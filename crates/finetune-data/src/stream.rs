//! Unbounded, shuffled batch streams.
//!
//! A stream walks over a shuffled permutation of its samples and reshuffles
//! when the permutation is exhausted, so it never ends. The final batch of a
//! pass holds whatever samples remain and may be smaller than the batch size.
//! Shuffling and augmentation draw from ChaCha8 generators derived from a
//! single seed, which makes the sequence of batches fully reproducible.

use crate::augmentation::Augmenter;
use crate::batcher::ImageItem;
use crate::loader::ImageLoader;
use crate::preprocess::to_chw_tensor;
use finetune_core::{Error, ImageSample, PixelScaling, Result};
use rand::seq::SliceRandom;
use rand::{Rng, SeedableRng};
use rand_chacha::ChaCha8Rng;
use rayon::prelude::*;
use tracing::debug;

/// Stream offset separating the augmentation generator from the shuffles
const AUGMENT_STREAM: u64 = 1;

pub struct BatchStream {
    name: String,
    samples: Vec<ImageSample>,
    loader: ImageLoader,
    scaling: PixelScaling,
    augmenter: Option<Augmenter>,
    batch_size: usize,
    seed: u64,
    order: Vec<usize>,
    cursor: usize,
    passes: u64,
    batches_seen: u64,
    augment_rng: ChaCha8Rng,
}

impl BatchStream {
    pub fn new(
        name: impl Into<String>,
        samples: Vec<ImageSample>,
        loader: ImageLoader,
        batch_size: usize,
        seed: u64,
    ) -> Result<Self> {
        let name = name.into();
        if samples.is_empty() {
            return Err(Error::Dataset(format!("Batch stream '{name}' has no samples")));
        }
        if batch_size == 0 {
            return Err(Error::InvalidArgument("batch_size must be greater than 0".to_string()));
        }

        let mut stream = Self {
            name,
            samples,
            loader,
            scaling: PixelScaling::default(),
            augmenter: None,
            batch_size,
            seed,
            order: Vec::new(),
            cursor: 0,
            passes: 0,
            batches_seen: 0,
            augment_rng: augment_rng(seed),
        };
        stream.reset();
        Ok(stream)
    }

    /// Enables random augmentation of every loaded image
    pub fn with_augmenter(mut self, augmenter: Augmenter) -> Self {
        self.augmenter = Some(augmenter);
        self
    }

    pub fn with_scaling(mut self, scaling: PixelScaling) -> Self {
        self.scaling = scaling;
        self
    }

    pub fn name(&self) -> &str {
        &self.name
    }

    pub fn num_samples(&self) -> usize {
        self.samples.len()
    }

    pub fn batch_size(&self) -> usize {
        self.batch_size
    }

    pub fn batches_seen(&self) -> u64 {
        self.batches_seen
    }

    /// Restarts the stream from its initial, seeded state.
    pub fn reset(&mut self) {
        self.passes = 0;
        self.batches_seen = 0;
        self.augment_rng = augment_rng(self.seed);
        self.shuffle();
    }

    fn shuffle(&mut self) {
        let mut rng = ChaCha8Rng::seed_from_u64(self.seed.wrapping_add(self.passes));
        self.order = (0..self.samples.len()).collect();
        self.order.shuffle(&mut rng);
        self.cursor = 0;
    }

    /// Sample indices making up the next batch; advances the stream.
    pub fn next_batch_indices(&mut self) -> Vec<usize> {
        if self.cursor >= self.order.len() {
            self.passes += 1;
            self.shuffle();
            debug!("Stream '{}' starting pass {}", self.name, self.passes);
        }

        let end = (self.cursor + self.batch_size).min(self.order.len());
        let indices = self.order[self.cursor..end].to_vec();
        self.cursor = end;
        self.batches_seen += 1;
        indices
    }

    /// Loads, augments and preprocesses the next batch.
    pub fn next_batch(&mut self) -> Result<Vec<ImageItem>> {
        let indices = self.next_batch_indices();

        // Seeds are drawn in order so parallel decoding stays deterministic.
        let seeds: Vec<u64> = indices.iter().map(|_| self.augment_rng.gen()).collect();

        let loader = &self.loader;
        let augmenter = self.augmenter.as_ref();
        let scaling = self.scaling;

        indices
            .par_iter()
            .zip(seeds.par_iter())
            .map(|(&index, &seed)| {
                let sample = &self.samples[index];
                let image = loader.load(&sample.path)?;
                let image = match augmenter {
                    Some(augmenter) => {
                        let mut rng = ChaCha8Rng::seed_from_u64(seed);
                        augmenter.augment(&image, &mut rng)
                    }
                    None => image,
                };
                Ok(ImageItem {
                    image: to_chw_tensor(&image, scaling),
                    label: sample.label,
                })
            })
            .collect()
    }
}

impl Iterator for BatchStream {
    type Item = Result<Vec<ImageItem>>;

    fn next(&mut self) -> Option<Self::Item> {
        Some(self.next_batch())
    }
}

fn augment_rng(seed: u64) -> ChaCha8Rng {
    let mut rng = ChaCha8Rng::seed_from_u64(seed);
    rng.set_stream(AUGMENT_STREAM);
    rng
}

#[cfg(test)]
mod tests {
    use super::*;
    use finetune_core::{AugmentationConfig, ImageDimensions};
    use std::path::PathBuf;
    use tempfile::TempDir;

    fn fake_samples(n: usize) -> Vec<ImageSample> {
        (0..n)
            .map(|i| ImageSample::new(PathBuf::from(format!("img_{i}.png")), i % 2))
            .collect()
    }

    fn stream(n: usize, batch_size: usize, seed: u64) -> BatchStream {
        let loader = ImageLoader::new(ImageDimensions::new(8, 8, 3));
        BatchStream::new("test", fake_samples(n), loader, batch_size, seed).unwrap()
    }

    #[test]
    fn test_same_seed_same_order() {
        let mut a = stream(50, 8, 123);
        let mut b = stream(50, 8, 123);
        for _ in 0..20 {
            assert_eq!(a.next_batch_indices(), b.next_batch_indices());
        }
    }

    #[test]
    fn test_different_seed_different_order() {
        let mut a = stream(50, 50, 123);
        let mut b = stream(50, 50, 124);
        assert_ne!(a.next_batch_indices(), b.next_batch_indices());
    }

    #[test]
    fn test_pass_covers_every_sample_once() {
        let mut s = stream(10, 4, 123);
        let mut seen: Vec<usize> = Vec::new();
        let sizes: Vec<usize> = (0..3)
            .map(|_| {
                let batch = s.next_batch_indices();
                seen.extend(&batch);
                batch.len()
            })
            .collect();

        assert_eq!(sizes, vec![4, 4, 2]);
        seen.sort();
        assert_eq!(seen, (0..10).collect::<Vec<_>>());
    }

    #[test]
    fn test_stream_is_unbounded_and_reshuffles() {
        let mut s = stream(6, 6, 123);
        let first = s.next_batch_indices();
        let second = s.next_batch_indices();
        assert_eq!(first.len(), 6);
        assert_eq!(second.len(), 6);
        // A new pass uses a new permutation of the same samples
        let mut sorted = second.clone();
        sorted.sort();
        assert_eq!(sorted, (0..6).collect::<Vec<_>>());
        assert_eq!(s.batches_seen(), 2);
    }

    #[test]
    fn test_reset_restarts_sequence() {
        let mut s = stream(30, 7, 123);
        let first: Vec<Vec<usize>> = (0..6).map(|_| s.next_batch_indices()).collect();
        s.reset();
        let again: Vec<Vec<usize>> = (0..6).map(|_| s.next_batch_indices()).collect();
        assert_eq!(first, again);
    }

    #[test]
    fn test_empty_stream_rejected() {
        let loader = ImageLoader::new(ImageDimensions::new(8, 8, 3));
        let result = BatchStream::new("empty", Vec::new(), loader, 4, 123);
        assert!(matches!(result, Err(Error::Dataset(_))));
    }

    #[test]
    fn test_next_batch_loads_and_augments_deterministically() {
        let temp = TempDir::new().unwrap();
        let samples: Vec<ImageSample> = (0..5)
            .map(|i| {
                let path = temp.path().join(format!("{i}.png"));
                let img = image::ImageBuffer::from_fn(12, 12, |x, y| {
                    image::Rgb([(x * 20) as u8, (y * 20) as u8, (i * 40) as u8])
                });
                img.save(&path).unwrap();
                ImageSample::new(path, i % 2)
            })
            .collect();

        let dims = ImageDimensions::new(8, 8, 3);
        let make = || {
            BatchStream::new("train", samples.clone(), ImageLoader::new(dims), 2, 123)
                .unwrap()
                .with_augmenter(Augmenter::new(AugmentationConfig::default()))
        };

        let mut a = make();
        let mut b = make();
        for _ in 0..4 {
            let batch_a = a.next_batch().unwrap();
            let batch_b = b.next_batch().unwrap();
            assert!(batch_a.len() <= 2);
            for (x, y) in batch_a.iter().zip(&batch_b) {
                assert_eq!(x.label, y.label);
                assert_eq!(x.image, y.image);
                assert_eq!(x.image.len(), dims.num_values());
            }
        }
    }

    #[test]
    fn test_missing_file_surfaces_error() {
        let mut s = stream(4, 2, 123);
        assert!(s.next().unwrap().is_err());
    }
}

○ ○ ○ ○ ○

Filter the records above down to the lines containing "clone".

        let mut sorted = second.clone();
            BatchStream::new("train", samples.clone(), ImageLoader::new(dims), 2, 123)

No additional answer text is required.